The Annexation of Ireland
From 'A History of the British Nation' by AD Innes, 1912
Henry II won, as we have seen, from the Scots king a complete submission and an acknowledgement of his suzerainty over the kingdom, of Scotland. This, however, was to be immediately abrogated by Henry's successor. On the other hand, he made a permanent acquisition by the annexation of Ireland, which hitherto had stood outside the region of English affairs, though it had influenced the early history of Scotland.
The Romans came and passed but never set foot on the sister island. The English came and made themselves masters of Britain, save for the highlands of the west, from the Channel to the Forth, the “Scots water." And they also left Ireland alone.

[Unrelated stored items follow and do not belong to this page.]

//! FFI-safe type definitions
//!
//! All types in this module use `#[repr(C)]` so their layout is stable for
//! the host.

use std::os::raw::c_char;

use pylon_server::{CompressionMode, ServerState};

/// Capacity of [`PylonEvent::correlation_id`], including the NUL.
///
/// A hyphenated UUID is 36 bytes; `"server"` is 6.
pub const PYLON_ID_CAPACITY: usize = 40;

/// Error codes returned by pylon FFI functions
#[repr(C)]
#[derive(Debug, Clone, Copy, PartialEq, Eq)]
pub enum PylonError {
    /// Success - no error
    Ok = 0,
    /// Configuration rejected
    InvalidConfig = 1,
    /// Null pointer provided where non-null required
    NullPointer = 2,
    /// Invalid UTF-8 string
    InvalidUtf8 = 3,
    /// Connection or request id is not a valid id
    InvalidId = 4,
    /// Argument out of range, e.g. an unknown verb
    InvalidArgument = 5,
    /// Engine runtime could not be created
    ServerStartError = 6,
    /// Logging could not be initialized
    LoggingError = 7,
    /// Internal error
    Internal = 99,
}

impl From<PylonError> for i32 {
    fn from(err: PylonError) -> Self {
        err as i32
    }
}

/// Opaque handle to a pylon server
///
/// Created with `pylon_server_new()` or `pylon_server_from_file()` and freed
/// with `pylon_server_free()`.
#[repr(C)]
pub struct PylonServer {
    _private: [u8; 0],
}

/// Compression mode as seen from C.
#[repr(C)]
#[derive(Debug, Clone, Copy, PartialEq, Eq)]
pub enum PylonCompression {
    /// No compression
    Disabled = 0,
    /// One compressor shared by all connections
    Shared = 1,
    /// One compressor per connection
    Dedicated = 2,
}

impl From<PylonCompression> for CompressionMode {
    fn from(mode: PylonCompression) -> Self {
        match mode {
            PylonCompression::Disabled => Self::Disabled,
            PylonCompression::Shared => Self::SharedCompressor,
            PylonCompression::Dedicated => Self::DedicatedCompressor,
        }
    }
}

/// Server state as seen from C.
#[repr(C)]
#[derive(Debug, Clone, Copy, PartialEq, Eq)]
pub enum PylonServerState {
    /// Not listening
    Idle = 0,
    /// Accepting connections
    Listening = 1,
    /// Stop in progress
    ShuttingDown = 2,
}

impl From<ServerState> for PylonServerState {
    fn from(state: ServerState) -> Self {
        match state {
            ServerState::Idle => Self::Idle,
            ServerState::Listening => Self::Listening,
            ServerState::ShuttingDown => Self::ShuttingDown,
        }
    }
}

/// One dequeued event.
///
/// The caller owns `payload` and sets `payload_capacity` before each call;
/// pylon fills the remaining fields.
#[repr(C)]
#[derive(Debug)]
pub struct PylonEvent {
    /// `EventKind` discriminant (OPEN=0 ... ERROR=10)
    pub kind: i32,
    /// NUL-terminated correlation id
    pub correlation_id: [c_char; PYLON_ID_CAPACITY],
    /// Caller-owned payload buffer (may be null when capacity is 0)
    pub payload: *mut u8,
    /// Size of `payload` in bytes
    pub payload_capacity: usize,
    /// Bytes written to `payload`
    pub payload_len: usize,
    /// Whether the payload or id was cut to fit
    pub truncated: bool,
}

impl Default for PylonEvent {
    fn default() -> Self {
        Self {
            kind: 0,
            correlation_id: [0; PYLON_ID_CAPACITY],
            payload: std::ptr::null_mut(),
            payload_capacity: 0,
            payload_len: 0,
            truncated: false,
        }
    }
}

#[cfg(test)]
mod tests {
    use super::*;

    #[test]
    fn test_error_codes() {
        assert_eq!(PylonError::Ok as i32, 0);
        assert_eq!(i32::from(PylonError::InvalidId), 4);
        assert_eq!(PylonError::Internal as i32, 99);
    }

    #[test]
    fn test_compression_mapping() {
        assert_eq!(
            CompressionMode::from(PylonCompression::Disabled),
            CompressionMode::Disabled
        );
        assert_eq!(
            CompressionMode::from(PylonCompression::Dedicated),
            CompressionMode::DedicatedCompressor
        );
    }

    #[test]
    fn test_event_default() {
        let event = PylonEvent::default();
        assert!(event.payload.is_null());
        assert_eq!(event.payload_capacity, 0);
        assert!(event.correlation_id.iter().all(|b| *b == 0));
    }

    #[test]
    fn test_id_fits() {
        assert!(PYLON_ID_CAPACITY > 36);
    }
}
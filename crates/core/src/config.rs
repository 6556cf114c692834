//! Registry configuration
//!
//! Use the builder pattern to configure a registry:
//!
//! ```
//! use shardgate_core::config::RegistryConfig;
//!
//! let config = RegistryConfig::new()
//!     .verify_after_mutation(true)
//!     .initial_capacity(1024);
//! assert!(config.verify_after_mutation);
//! ```

use serde::{Deserialize, Serialize};

/// Options for a conflict registry
#[derive(Debug, Clone, PartialEq, Eq, Serialize, Deserialize)]
#[serde(default)]
pub struct RegistryConfig {
    /// Run the consistency check after every mutation
    ///
    /// Defaults to on in debug builds and off in release builds. An
    /// inconsistency found this way is fatal.
    pub verify_after_mutation: bool,
    /// Number of transactions and keys to pre-size the indices for
    pub initial_capacity: usize,
}

impl RegistryConfig {
    /// Create the default configuration
    pub fn new() -> Self {
        Self::default()
    }

    /// Enable or disable post-mutation consistency checks
    pub fn verify_after_mutation(mut self, enabled: bool) -> Self {
        self.verify_after_mutation = enabled;
        self
    }

    /// Pre-size the indices
    pub fn initial_capacity(mut self, capacity: usize) -> Self {
        self.initial_capacity = capacity;
        self
    }
}

impl Default for RegistryConfig {
    fn default() -> Self {
        Self {
            verify_after_mutation: cfg!(debug_assertions),
            initial_capacity: 0,
        }
    }
}
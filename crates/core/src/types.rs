//! Identifier types shared across the workspace
//!
//! This module defines the identifiers a shard coordinator hands to the
//! conflict registry:
//! - [`TxnId`]: Opaque handle for one in-flight transaction
//! - [`ShardId`]: Identifier of the storage shard a registry belongs to
//! - [`TxnIdAllocator`]: Monotonic source of fresh [`TxnId`]s

use serde::{Deserialize, Serialize};
use std::sync::atomic::{AtomicU64, Ordering};

/// Unique identifier for an in-flight transaction
///
/// The registry only ever compares TxnIds for equality; ordering and the
/// numeric value carry no meaning to it.
#[derive(Debug, Clone, Copy, PartialEq, Eq, PartialOrd, Ord, Hash, Serialize, Deserialize)]
pub struct TxnId(u64);

impl TxnId {
    /// Wrap a raw transaction number
    ///
    /// # Examples
    ///
    /// ```
    /// use shardgate_core::types::TxnId;
    ///
    /// let id = TxnId::new(7);
    /// assert_eq!(id.as_u64(), 7);
    /// ```
    pub const fn new(raw: u64) -> Self {
        TxnId(raw)
    }

    /// Get the raw transaction number
    pub const fn as_u64(&self) -> u64 {
        self.0
    }
}

impl From<u64> for TxnId {
    fn from(raw: u64) -> Self {
        TxnId(raw)
    }
}

impl std::fmt::Display for TxnId {
    fn fmt(&self, f: &mut std::fmt::Formatter<'_>) -> std::fmt::Result {
        write!(f, "txn-{}", self.0)
    }
}

/// Identifier of a storage shard
#[derive(Debug, Clone, Copy, PartialEq, Eq, PartialOrd, Ord, Hash, Serialize, Deserialize)]
pub struct ShardId(u32);

impl ShardId {
    /// Wrap a raw shard number
    pub const fn new(raw: u32) -> Self {
        ShardId(raw)
    }

    /// Get the raw shard number
    pub const fn as_u32(&self) -> u32 {
        self.0
    }
}

impl From<u32> for ShardId {
    fn from(raw: u32) -> Self {
        ShardId(raw)
    }
}

impl std::fmt::Display for ShardId {
    fn fmt(&self, f: &mut std::fmt::Formatter<'_>) -> std::fmt::Result {
        write!(f, "shard-{}", self.0)
    }
}

/// Allocates transaction identifiers
///
/// Monotonically increasing, never reuses a value. The last id handed out is
/// `u64::MAX - 1`; asking for another panics instead of wrapping. The
/// conflict registry never allocates identifiers itself; a coordinator owns
/// one of these (or any other source of unique ids) and passes the results in.
///
/// # Thread Safety
///
/// `next()` is a single atomic compare-and-swap loop, so concurrent callers
/// always receive distinct ids.
#[derive(Debug)]
pub struct TxnIdAllocator {
    next: AtomicU64,
}

impl TxnIdAllocator {
    /// Create an allocator whose first id is 1
    pub fn new() -> Self {
        Self::starting_at(1)
    }

    /// Create an allocator whose first id is `first`
    ///
    /// Used when ids below `first` may still be referenced elsewhere.
    pub fn starting_at(first: u64) -> Self {
        TxnIdAllocator {
            next: AtomicU64::new(first),
        }
    }

    /// Allocate the next transaction id
    ///
    /// # Panics
    ///
    /// If the id space is exhausted. Ids never wrap.
    pub fn next(&self) -> TxnId {
        match self
            .next
            .fetch_update(Ordering::SeqCst, Ordering::SeqCst, |n| n.checked_add(1))
        {
            Ok(id) => TxnId(id),
            Err(_) => panic!("transaction id space exhausted"),
        }
    }

    /// Peek at the id the next call to [`next`](Self::next) would return
    pub fn peek(&self) -> TxnId {
        TxnId(self.next.load(Ordering::SeqCst))
    }
}

impl Default for TxnIdAllocator {
    fn default() -> Self {
        Self::new()
    }
}
impl<T, K> ConflictRegistry<T, K>
where
    T: Eq + Hash + Clone + Debug,
    K: Eq + Hash + Clone + Debug,
{
    /// Create a registry with the default configuration
    pub fn new() -> Self {
        Self::with_config(RegistryConfig::default())
    }

    /// Create a registry with the given configuration
    pub fn with_config(config: RegistryConfig) -> Self {
        Self {
            state: Mutex::new(RegistryState::with_capacity(config.initial_capacity)),
            config,
            shard: None,
        }
    }

    /// Create a registry whose log events and errors carry `shard`
    pub fn for_shard(shard: ShardId, config: RegistryConfig) -> Self {
        Self {
            state: Mutex::new(
                RegistryState::with_capacity(config.initial_capacity).on_shard(Some(shard)),
            ),
            config,
            shard: Some(shard),
        }
    }

    /// Shard this registry was created for, if any
    pub fn shard(&self) -> Option<ShardId> {
        self.shard
    }

    /// Configuration in effect
    pub fn config(&self) -> &RegistryConfig {
        &self.config
    }

    // ========================================================================
    // Protocol
    // ========================================================================

    /// Register `txn` as holding `keys`
    ///
    /// Duplicate keys collapse into one declaration; an empty key set is
    /// allowed. Every key that now has more than one holder enters the
    /// conflict set of each of its holders.
    ///
    /// # Panics
    ///
    /// If `txn` is already registered or the registry is closed.
    #[track_caller]
    pub fn register<I>(&self, txn: T, keys: I)
    where
        I: IntoIterator<Item = K>,
    {
        if let Err(e) = self.try_register(txn, keys) {
            self.fatal(e);
        }
    }

    /// Register `txn`, returning an error instead of panicking
    pub fn try_register<I>(&self, txn: T, keys: I) -> Result<()>
    where
        I: IntoIterator<Item = K>,
    {
        let mut state = self.state.lock();
        let outcome = state.register(&txn, keys)?;
        self.verify(&state);
        drop(state);

        debug!(
            shard = ?self.shard,
            txn = ?txn,
            keys = outcome.declared,
            contended = outcome.contended,
            "Registered transaction"
        );
        Ok(())
    }

    /// Prepare `txn` and arbitrate against its conflicting peers
    ///
    /// Sets the prepared mark irrevocably. The returned verdict holds one
    /// entry per peer sharing at least one key with `txn`: `true` if the peer
    /// had not prepared yet (`txn` wins), `false` if it had. Nothing is
    /// removed or aborted here.
    ///
    /// # Panics
    ///
    /// If `txn` is not registered, has already prepared, or the registry is
    /// closed.
    #[track_caller]
    pub fn prepare(&self, txn: &T) -> PrepareVerdict<T> {
        match self.try_prepare(txn) {
            Ok(verdict) => verdict,
            Err(e) => self.fatal(e),
        }
    }

    /// Prepare `txn`, returning an error instead of panicking
    pub fn try_prepare(&self, txn: &T) -> Result<PrepareVerdict<T>> {
        let mut state = self.state.lock();
        let verdict = PrepareVerdict::new(state.prepare(txn)?);
        self.verify(&state);
        drop(state);

        debug!(
            shard = ?self.shard,
            txn = ?txn,
            peers = verdict.len(),
            lost = verdict.lost_to().count(),
            "Prepared transaction"
        );
        Ok(verdict)
    }

    /// Release `txn`, whatever its outcome
    ///
    /// Removes `txn` from every holder set, drops keys nobody holds anymore,
    /// and clears the contended mark of a key left with a single holder.
    ///
    /// # Panics
    ///
    /// If `txn` is not registered, including when it was already released, or
    /// the registry is closed.
    #[track_caller]
    pub fn release(&self, txn: &T) {
        if let Err(e) = self.try_release(txn) {
            self.fatal(e);
        }
    }

    /// Release `txn`, returning an error instead of panicking
    pub fn try_release(&self, txn: &T) -> Result<()> {
        let mut state = self.state.lock();
        let entry = state.release(txn)?;
        self.verify(&state);
        drop(state);

        debug!(
            shard = ?self.shard,
            txn = ?txn,
            keys = entry.keys.len(),
            prepared = entry.prepared,
            "Released transaction"
        );
        Ok(())
    }

    /// Close the registry, returning the ids still registered
    ///
    /// Used when the shard closes. Transactions still registered at that
    /// point were abandoned by their coordinator. Emptying the indices and
    /// rejecting later mutations happen under one lock acquisition, so no
    /// `register` can slip in between. Closing again returns nothing.
    pub fn close(&self) -> Vec<T> {
        let mut state = self.state.lock();
        let abandoned = state.close();
        self.verify(&state);
        abandoned
    }

    /// True once [`close`](Self::close) has run
    pub fn is_closed(&self) -> bool {
        self.state.lock().closed
    }

    // ========================================================================
    // Inspection
    // ========================================================================

    /// Number of registered transactions
    pub fn size(&self) -> usize {
        self.state.lock().len()
    }

    /// True if no transaction is registered
    pub fn is_empty(&self) -> bool {
        self.size() == 0
    }

    /// Keys `txn` declared, or `None` if it is not registered
    pub fn keys_of(&self, txn: &T) -> Option<FxHashSet<K>> {
        self.state.lock().by_txn.get(txn).map(|e| e.keys.clone())
    }

    /// Declared keys of `txn` that another live transaction also declared
    pub fn conflicts_of(&self, txn: &T) -> Option<FxHashSet<K>> {
        self.state.lock().by_txn.get(txn).map(|e| e.conflicts.clone())
    }

    /// Transactions currently declaring `key`
    pub fn holders_of(&self, key: &K) -> FxHashSet<T> {
        self.state
            .lock()
            .by_key
            .get(key)
            .cloned()
            .unwrap_or_default()
    }

    /// True if `txn` is registered
    pub fn is_registered(&self, txn: &T) -> bool {
        self.state.lock().by_txn.contains_key(txn)
    }

    /// True if `txn` is registered and has prepared
    pub fn is_prepared(&self, txn: &T) -> bool {
        self.state
            .lock()
            .by_txn
            .get(txn)
            .is_some_and(|e| e.prepared)
    }

    /// Current counters
    pub fn stats(&self) -> RegistryStats {
        let state = self.state.lock();
        RegistryStats {
            transactions: state.len(),
            prepared: state.prepared_count(),
            indexed_keys: state.by_key.len(),
            contended_keys: state.contended_key_count(),
        }
    }

    /// Check that the key and transaction indices agree
    pub fn check_consistency(&self) -> ConsistencyReport {
        let state = self.state.lock();
        consistency::check(&*state)
    }

    // ========================================================================
    // Internals
    // ========================================================================

    fn verify(&self, state: &RegistryState<T, K>) {
        if !self.config.verify_after_mutation {
            return;
        }
        if let Err(e) = consistency::check(state).into_result() {
            self.fatal(e);
        }
    }

    #[cold]
    #[track_caller]
    fn fatal(&self, err: RegistryError) -> ! {
        error!(shard = ?self.shard, error = %err, "Conflict registry coordination failure");
        panic!("{}", err)
    }
}
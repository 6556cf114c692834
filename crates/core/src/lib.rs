//! Core types for shardgate
//!
//! This crate defines the types shared by every layer:
//! - [`TxnId`], [`ShardId`]: Identifiers handed to the registry
//! - [`TxnIdAllocator`]: Monotonic transaction id source
//! - [`RegistryError`]: Coordination failures
//! - [`RegistryConfig`]: Registry options

#![warn(missing_docs)]
#![warn(clippy::all)]

pub mod config;
pub mod error;
pub mod types;

pub use config::RegistryConfig;
pub use error::{RegistryError, Result};
pub use types::{ShardId, TxnId, TxnIdAllocator};
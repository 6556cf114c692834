//! # shardgate
//!
//! Shard-level transaction conflict registry.
//!
//! A shard coordinator admits multi-key transactions, declares the keys each
//! one will touch, and asks the registry at commit-validation time whether the
//! transaction may proceed against the peers it overlaps with. The first
//! transaction to prepare wins against every peer that has not prepared yet.
//!
//! ## Quick Start
//!
//! ```
//! use shardgate::prelude::*;
//!
//! let shards: ShardRegistries<TxnId, String> = ShardRegistries::new();
//! let registry = shards.open_shard(ShardId::new(0))?;
//! let ids = TxnIdAllocator::new();
//!
//! let t1 = ids.next();
//! let t2 = ids.next();
//! registry.register(t1, ["doc-a".to_string(), "doc-b".to_string()]);
//! registry.register(t2, ["doc-b".to_string()]);
//!
//! // t1 prepares first and wins against t2
//! assert!(registry.prepare(&t1).wins_all());
//! assert_eq!(registry.prepare(&t2).get(&t1), Some(false));
//!
//! // Release unconditionally, whatever the outcome
//! registry.release(&t1);
//! registry.release(&t2);
//! assert!(shards.close_shard(ShardId::new(0))?.is_empty());
//! # Ok::<(), RegistryError>(())
//! ```
//!
//! ## Crates
//!
//! - [`shardgate_core`] - Identifiers, errors, configuration
//! - [`shardgate_concurrency`] - The registry, verdicts, consistency check,
//!   per-shard table

#![warn(missing_docs)]

pub mod prelude;

pub use shardgate_concurrency::{
    ConflictRegistry, ConsistencyReport, PrepareVerdict, RegistryStats, ShardRegistries,
    Violation,
};
pub use shardgate_core::{
    RegistryConfig, RegistryError, Result, ShardId, TxnId, TxnIdAllocator,
};
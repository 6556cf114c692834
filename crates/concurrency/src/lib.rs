//! Concurrency layer for shardgate
//!
//! This crate implements shard-level conflict arbitration with:
//! - ConflictRegistry: Key and transaction indices behind one lock
//! - PrepareVerdict: First-to-prepare-wins outcome against each peer
//! - ConsistencyReport: Cross-check of the two indices
//! - ShardRegistries: One registry per open shard

#![warn(missing_docs)]
#![warn(clippy::all)]

pub mod consistency;
mod index;
pub mod registry;
pub mod shards;
pub mod verdict;

pub use consistency::{ConsistencyReport, Violation};
pub use registry::{ConflictRegistry, RegistryStats};
pub use shards::ShardRegistries;
pub use verdict::PrepareVerdict;

// Re-export the shared types for convenience
pub use shardgate_core::{RegistryConfig, RegistryError, ShardId, TxnId};
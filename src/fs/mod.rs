pub mod entry;
pub mod error;
pub mod listing;
pub mod ops;

pub use entry::DirEntry;
pub use error::FsError;
pub use listing::list_dir;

The Irish Celts continued their Celtic development untouched by the Latin or the Teuton.
They sent out those tribes which occupied Argyle, and ultimately gave their name to the Scottish nation. They sent out the missionaries who taught Christianity to the wild peoples of the North, and seemed likely enough at one stage to capture all England for their Church. But Celtic tribalism never adapted itself to the evolution of an advanced political State.
The subordination of the parts for the sake of the whole was alien to the Celtic temperament; and the progress which followed upon the stirrings of religious enthusiasm ended when the motive impulse died down. Ireland continued to be peopled by clansmen personally devoted to their petty chiefs, but under no common government.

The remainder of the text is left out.